To keep things simple we will begin with English. The English alphabet has 26 letters, but to get a more meaningful number I’ll consider six extra characters: the space ( ), the period (.), the comma (,) the slash (/), the (@) and the colon (:). This gives us a perfectly round number of 32—you will realize why I call 32 a round number in a sec.
If we limit ourselves to use this 32-character alphabet, and note that we can choose each character every time, we will realize that there are 32^140 possible tweets. To put this number in a slightly more familiar context we can say that there are approximately 5.2×10^(210) possible tweets, or 2^700 tweets. These numbers are so big that cliché explanations make little sense. The GDP of the world in cents of U.S. dollars is a mere 7×10^15, and the age of the universe in seconds is just 10^17 seconds. So there are a lot of possible tweets that can be composed by choosing 140 characters from a 32-character alphabet. But how much information is contained in each of them?
According to Claude Shannon, the information embedded in a tweet is its ability to inform a receiver which of the 2^700 possible tweets was transmitted. It is the reduction of uncertainty we obtain in the set of possible messages. To understand what this means, consider playing a simple game in which you have a book with each of the 2^700 possible tweets and that you to pick a tweet at random. Now, my goal is to guess which tweet you chose using only yes and no questions. How many questions do I need to ask to guess your tweet? Well, that’s the information contained on a tweet.

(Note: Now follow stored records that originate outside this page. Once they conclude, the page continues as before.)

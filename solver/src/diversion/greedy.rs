use super::augmented::build_augmented_graph;
use super::{apply_diversion_path, drop_unused_synthetic_edges, Diverted, DivertError};
use crate::core_types::Graph;
use crate::{CostParams, EdgeWeight, ID};

use log::debug;
use ordered_float::OrderedFloat;
use std::time::Instant;

/// Attaches one ally per round, always the one that is currently cheapest
/// to reach. Paths already paid for are free for later allies, so shared
/// stretches are reused. Ties fall to the smaller ally id.
pub(crate) fn divert(
    graph: &Graph,
    victim: ID,
    source: ID,
    allies: &[ID],
    params: &CostParams,
    deadline: Option<Instant>,
) -> Result<Diverted, DivertError> {
    let mut working = build_augmented_graph(graph, victim, source, allies, params)?;
    let mut unattached: Vec<ID> = allies.to_vec();
    unattached.sort_unstable();
    let mut diversion_cost = 0.0;
    while !unattached.is_empty() {
        if let Some(deadline) = deadline {
            if Instant::now() >= deadline {
                return Err(DivertError::Timeout { partial: None });
            }
        }
        let mut cheapest: Option<(EdgeWeight, ID, Vec<ID>)> = None;
        for ally in &unattached {
            let (path, weight) = working
                .shortest_path_by_weight(&source, ally)
                .map_err(|_| DivertError::UnreachableAlly(*ally))?;
            let weight = OrderedFloat(weight);
            let improves = cheapest
                .as_ref()
                .map_or(true, |(best_weight, _, _)| weight < *best_weight);
            if improves {
                cheapest = Some((weight, *ally, path));
            }
        }
        if let Some((weight, ally, path)) = cheapest {
            debug!("Attaching ally {} at distance {}.", ally, weight);
            diversion_cost += apply_diversion_path(&mut working, &path)?;
            unattached.retain(|a| *a != ally);
        }
    }
    drop_unused_synthetic_edges(&mut working);
    Ok(Diverted {
        graph: working,
        diversion_cost,
    })
}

An easy, although boring way to guess a tweet, is to guess each character. For simplicity, and with no loss of generality, assume that we map each character to a number between 1 and 32 (a=1, b=2, etc..). Now, I can guess your tweet by asking you the following set of questions: Is the first letter larger than 16? If you say no, I will ask: Is it larger than 8? If you say no, I will ask: Is it larger than 4? If you say yes, I will ask: Is it larger than 6? And if you say yes I will know that the first letter is letter number 7.
As you can see from this example, every time I ask a question I am cutting the search space in half. So how many guesses do I need to guess your tweet? Well, to guess each of the 32, or 2^5, characters I need 5 yes or no questions, and since there are 140 characters for me to guess I will need to ask only 140*5=700 yes or no questions. As you see, the little number that was sitting on top of the 2 is the information content of the message, and it will be what would help us compare tweets in different languages.

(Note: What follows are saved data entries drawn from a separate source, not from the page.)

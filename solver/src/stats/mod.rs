pub mod cost;

pub use cost::*;
use crate::{EdgeWeight, ID};

use ordered_float::OrderedFloat;
use std::cmp::Reverse;
use std::collections::{BinaryHeap, HashMap};

/// Dijkstra over (weight, path) labels. Keeping whole paths in the labels
/// pins the result to the lexicographically smallest of all minimum-weight
/// simple paths, independent of hash iteration order.
pub(crate) fn cheapest_path<S>(from: ID, to: ID, mut successors: S) -> Option<(Vec<ID>, f64)>
where
    S: FnMut(ID) -> Vec<(ID, f64)>,
{
    let mut best: HashMap<ID, (EdgeWeight, Vec<ID>)> = HashMap::new();
    let mut heap: BinaryHeap<Reverse<(EdgeWeight, Vec<ID>)>> = BinaryHeap::new();
    best.insert(from, (OrderedFloat(0.0), vec![from]));
    heap.push(Reverse((OrderedFloat(0.0), vec![from])));
    while let Some(Reverse((weight, path))) = heap.pop() {
        let node = match path.last() {
            Some(node) => *node,
            None => continue,
        };
        if let Some((best_weight, best_path)) = best.get(&node) {
            // a better label has been recorded since this one was queued
            if *best_weight < weight || (*best_weight == weight && *best_path < path) {
                continue;
            }
        }
        if node == to {
            return Some((path, weight.into_inner()));
        }
        for (next, edge_weight) in successors(node) {
            if path.contains(&next) {
                continue;
            }
            let next_weight = weight + OrderedFloat(edge_weight);
            let mut next_path = path.clone();
            next_path.push(next);
            let improves = match best.get(&next) {
                None => true,
                Some((known_weight, known_path)) => {
                    next_weight < *known_weight
                        || (next_weight == *known_weight && next_path < *known_path)
                }
            };
            if improves {
                best.insert(next, (next_weight, next_path.clone()));
                heap.push(Reverse((next_weight, next_path)));
            }
        }
    }
    None
}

This example illustrates a very well known formula that was introduced by Ralf Hartley in the 1920’s and generalized by Claude Shannon decades later—by making it a probabilistic statement. The formula states that the information content of a message is equal to the number of characters (140 in the case of twitter) times the logarithm in base two of the size of the alphabet (which is 5 in this case, since 2^5=32). This example also illustrates that even though there are gazillions of possible tweets—technically more than a googol-squared—identifying each tweet requires a very small number of yes or no questions. In fact, less than one thousand!
So, how much information is there in a Japanese tweet? If we consider only the use of Jōyō kanji, which is the list of 2,136 kanji in the official list of the Japanese minister of education, and consider that 2,136=2^11.1, then we can conclude that guessing each Japanese character requires 11.1 yes or no questions. So the information content of a Japanese tweet is 140*11.1=1548.5, which is 2.2 times the information content of an English tweet.

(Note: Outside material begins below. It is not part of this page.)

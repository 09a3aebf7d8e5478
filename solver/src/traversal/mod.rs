pub(crate) mod pathfinding;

So the next time you are editing the heck out of your tweet to hammer it into 140 characters just remember, if you knew Japanese, your tweet could be a bit more like a short essay.
*The formula used here assumes all characters have the same probability. More refined estimates would include the probability of each character, the probability of observing character pairs, etc. Such revisions will reduce our estimate for the quantity of information, so the numbers presented here are upper bounds for the information contained in a tweet.